:: SUPPLIED DATA ::

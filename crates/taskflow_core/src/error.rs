use std::fmt;

#[derive(Debug, Clone, PartialEq, Eq)]
pub enum AppError {
    /// Caller passed something unusable (blank title, malformed date).
    InvalidInput(String),
    /// A store file holds something this version cannot interpret.
    InvalidData(String),
    /// A task, subtask, or log entry id matched nothing in the store.
    NotFound(String),
    Io(String),
}

impl AppError {
    pub fn invalid_input<M: Into<String>>(message: M) -> Self {
        Self::InvalidInput(message.into())
    }

    pub fn invalid_data<M: Into<String>>(message: M) -> Self {
        Self::InvalidData(message.into())
    }

    pub fn not_found<M: Into<String>>(message: M) -> Self {
        Self::NotFound(message.into())
    }

    pub fn io<M: Into<String>>(message: M) -> Self {
        Self::Io(message.into())
    }

    pub fn code(&self) -> &'static str {
        match self {
            Self::InvalidInput(_) => "invalid_input",
            Self::InvalidData(_) => "invalid_data",
            Self::NotFound(_) => "not_found",
            Self::Io(_) => "io_error",
        }
    }

    pub fn message(&self) -> &str {
        match self {
            Self::InvalidInput(message) => message,
            Self::InvalidData(message) => message,
            Self::NotFound(message) => message,
            Self::Io(message) => message,
        }
    }
}

impl fmt::Display for AppError {
    fn fmt(&self, f: &mut fmt::Formatter<'_>) -> fmt::Result {
        write!(f, "{} - {}", self.code(), self.message())
    }
}

impl std::error::Error for AppError {}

:::

__INSTRUCTIONS FOR THE TASK__: Exact copies of the lines from the one containing "Self::NotFound(message.into())" through the final line of the records are all the answer should hold.

__OUTPUT OF THE TASK__:
        Self::NotFound(message.into())
    }

    pub fn io<M: Into<String>>(message: M) -> Self {
        Self::Io(message.into())
    }

    pub fn code(&self) -> &'static str {
        match self {
            Self::InvalidInput(_) => "invalid_input",
            Self::InvalidData(_) => "invalid_data",
            Self::NotFound(_) => "not_found",
            Self::Io(_) => "io_error",
        }
    }

    pub fn message(&self) -> &str {
        match self {
            Self::InvalidInput(message) => message,
            Self::InvalidData(message) => message,
            Self::NotFound(message) => message,
            Self::Io(message) => message,
        }
    }
}

impl fmt::Display for AppError {
    fn fmt(&self, f: &mut fmt::Formatter<'_>) -> fmt::Result {
        write!(f, "{} - {}", self.code(), self.message())
    }
}

impl std::error::Error for AppError {}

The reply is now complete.